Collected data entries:
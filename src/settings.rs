use config::{Config, ConfigError, Environment, File, FileFormat};
use rangewarn_devices::devices::ultrasonic::{
    DEFAULT_MAX_RANGE_CM, DEFAULT_MIN_RANGE_CM, DEFAULT_SOUND_SPEED_CM_PER_US,
};
use rangewarn_zones::WarningSettings;
use serde::Deserialize;
use tracing::{error, info};

pub const DEFAULT_CONFIG_PATH: &str = "config/default.toml";
pub const CONFIG_PATH_ENV: &str = "RANGEWARN_CONFIG";
const ENV_PREFIX: &str = "RANGEWARN";

#[derive(Debug, Clone, Default, Deserialize)]
#[serde(default)]
pub struct AppConfig {
    pub warning: WarningSettings,
    pub sensor: SensorSettings,
    pub simulation: SimulationSettings,
}

#[derive(Debug, Clone, Copy, PartialEq, Deserialize)]
#[serde(default)]
pub struct SensorSettings {
    pub min_range_cm: u16,
    pub max_range_cm: u16,
    pub sound_speed_cm_per_us: f32,
}

impl Default for SensorSettings {
    fn default() -> Self {
        Self {
            min_range_cm: DEFAULT_MIN_RANGE_CM,
            max_range_cm: DEFAULT_MAX_RANGE_CM,
            sound_speed_cm_per_us: DEFAULT_SOUND_SPEED_CM_PER_US,
        }
    }
}

/// One leg of the scripted scene: an object held at `distance_cm` for `hold_ms`.
/// No distance means nothing in the beam.
#[derive(Debug, Clone, Copy, PartialEq, Deserialize)]
pub struct Segment {
    pub hold_ms: u32,
    #[serde(default)]
    pub distance_cm: Option<f32>,
}

#[derive(Debug, Clone, PartialEq, Deserialize)]
#[serde(default)]
pub struct SimulationSettings {
    pub tick_us: u64,
    pub clock_offset_ms: u32,
    pub noise_cm: f32,
    pub dropout_probability: f64,
    pub seed: u64,
    /// Zero runs until Ctrl-C.
    pub run_for_ms: u64,
    pub report_period_ms: u64,
    pub scenario: Vec<Segment>,
}

impl Default for SimulationSettings {
    fn default() -> Self {
        Self {
            tick_us: 1_000,
            clock_offset_ms: 0,
            noise_cm: 0.0,
            dropout_probability: 0.0,
            seed: 0,
            run_for_ms: 0,
            report_period_ms: 1_000,
            scenario: Vec::new(),
        }
    }
}

impl AppConfig {
    /// Pull out-of-range simulation knobs back into something runnable.
    fn sanitized(mut self) -> Self {
        let sim = &mut self.simulation;
        sim.tick_us = sim.tick_us.max(100);
        sim.report_period_ms = sim.report_period_ms.max(100);
        sim.noise_cm = sim.noise_cm.abs();
        sim.dropout_probability = if sim.dropout_probability.is_nan() {
            0.0
        } else {
            sim.dropout_probability.clamp(0.0, 1.0)
        };
        self
    }
}

/// Path of the config file: `$RANGEWARN_CONFIG` if set, else the default.
pub fn config_path() -> String {
    std::env::var(CONFIG_PATH_ENV).unwrap_or_else(|_| DEFAULT_CONFIG_PATH.to_string())
}

/// Load `path` and apply `RANGEWARN__SECTION__KEY` environment overrides.
pub fn load_config(path: &str) -> Result<AppConfig, ConfigError> {
    info!("Attempting to load configuration from {}", path);

    let settings = Config::builder()
        .add_source(File::new(path, FileFormat::Toml).required(true))
        .add_source(
            Environment::with_prefix(ENV_PREFIX)
                .separator("__")
                .try_parsing(true),
        )
        .build()
        .and_then(|c| c.try_deserialize::<AppConfig>());

    match settings {
        Ok(config) => {
            let config = config.sanitized();
            info!("Successfully loaded configuration: {:?}", config);
            Ok(config)
        }
        Err(e) => {
            error!("Failed to load configuration: {}", e);
            Err(e)
        }
    }
}

#[cfg(test)]
pub(crate) fn from_toml_str(toml: &str) -> Result<AppConfig, ConfigError> {
    Config::builder()
        .add_source(File::from_str(toml, FileFormat::Toml))
        .build()?
        .try_deserialize::<AppConfig>()
        .map(AppConfig::sanitized)
}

Problem statement:
Each and every record above needs writing out exactly.

Response for this exercise:
filename src/settings.rs
use config::{Config, ConfigError, Environment, File, FileFormat};
use rangewarn_devices::devices::ultrasonic::{
    DEFAULT_MAX_RANGE_CM, DEFAULT_MIN_RANGE_CM, DEFAULT_SOUND_SPEED_CM_PER_US,
};
use rangewarn_zones::WarningSettings;
use serde::Deserialize;
use tracing::{error, info};

pub const DEFAULT_CONFIG_PATH: &str = "config/default.toml";
pub const CONFIG_PATH_ENV: &str = "RANGEWARN_CONFIG";
const ENV_PREFIX: &str = "RANGEWARN";

#[derive(Debug, Clone, Default, Deserialize)]
#[serde(default)]
pub struct AppConfig {
    pub warning: WarningSettings,
    pub sensor: SensorSettings,
    pub simulation: SimulationSettings,
}

#[derive(Debug, Clone, Copy, PartialEq, Deserialize)]
#[serde(default)]
pub struct SensorSettings {
    pub min_range_cm: u16,
    pub max_range_cm: u16,
    pub sound_speed_cm_per_us: f32,
}

impl Default for SensorSettings {
    fn default() -> Self {
        Self {
            min_range_cm: DEFAULT_MIN_RANGE_CM,
            max_range_cm: DEFAULT_MAX_RANGE_CM,
            sound_speed_cm_per_us: DEFAULT_SOUND_SPEED_CM_PER_US,
        }
    }
}

/// One leg of the scripted scene: an object held at `distance_cm` for `hold_ms`.
/// No distance means nothing in the beam.
#[derive(Debug, Clone, Copy, PartialEq, Deserialize)]
pub struct Segment {
    pub hold_ms: u32,
    #[serde(default)]
    pub distance_cm: Option<f32>,
}

#[derive(Debug, Clone, PartialEq, Deserialize)]
#[serde(default)]
pub struct SimulationSettings {
    pub tick_us: u64,
    pub clock_offset_ms: u32,
    pub noise_cm: f32,
    pub dropout_probability: f64,
    pub seed: u64,
    /// Zero runs until Ctrl-C.
    pub run_for_ms: u64,
    pub report_period_ms: u64,
    pub scenario: Vec<Segment>,
}

impl Default for SimulationSettings {
    fn default() -> Self {
        Self {
            tick_us: 1_000,
            clock_offset_ms: 0,
            noise_cm: 0.0,
            dropout_probability: 0.0,
            seed: 0,
            run_for_ms: 0,
            report_period_ms: 1_000,
            scenario: Vec::new(),
        }
    }
}

impl AppConfig {
    /// Pull out-of-range simulation knobs back into something runnable.
    fn sanitized(mut self) -> Self {
        let sim = &mut self.simulation;
        sim.tick_us = sim.tick_us.max(100);
        sim.report_period_ms = sim.report_period_ms.max(100);
        sim.noise_cm = sim.noise_cm.abs();
        sim.dropout_probability = if sim.dropout_probability.is_nan() {
            0.0
        } else {
            sim.dropout_probability.clamp(0.0, 1.0)
        };
        self
    }
}

/// Path of the config file: `$RANGEWARN_CONFIG` if set, else the default.
pub fn config_path() -> String {
    std::env::var(CONFIG_PATH_ENV).unwrap_or_else(|_| DEFAULT_CONFIG_PATH.to_string())
}

/// Load `path` and apply `RANGEWARN__SECTION__KEY` environment overrides.
pub fn load_config(path: &str) -> Result<AppConfig, ConfigError> {
    info!("Attempting to load configuration from {}", path);

    let settings = Config::builder()
        .add_source(File::new(path, FileFormat::Toml).required(true))
        .add_source(
            Environment::with_prefix(ENV_PREFIX)
                .separator("__")
                .try_parsing(true),
        )
        .build()
        .and_then(|c| c.try_deserialize::<AppConfig>());

    match settings {
        Ok(config) => {
            let config = config.sanitized();
            info!("Successfully loaded configuration: {:?}", config);
            Ok(config)
        }
        Err(e) => {
            error!("Failed to load configuration: {}", e);
            Err(e)
        }
    }
}

#[cfg(test)]
pub(crate) fn from_toml_str(toml: &str) -> Result<AppConfig, ConfigError> {
    Config::builder()
        .add_source(File::from_str(toml, FileFormat::Toml))
        .build()?
        .try_deserialize::<AppConfig>()
        .map(AppConfig::sanitized)
}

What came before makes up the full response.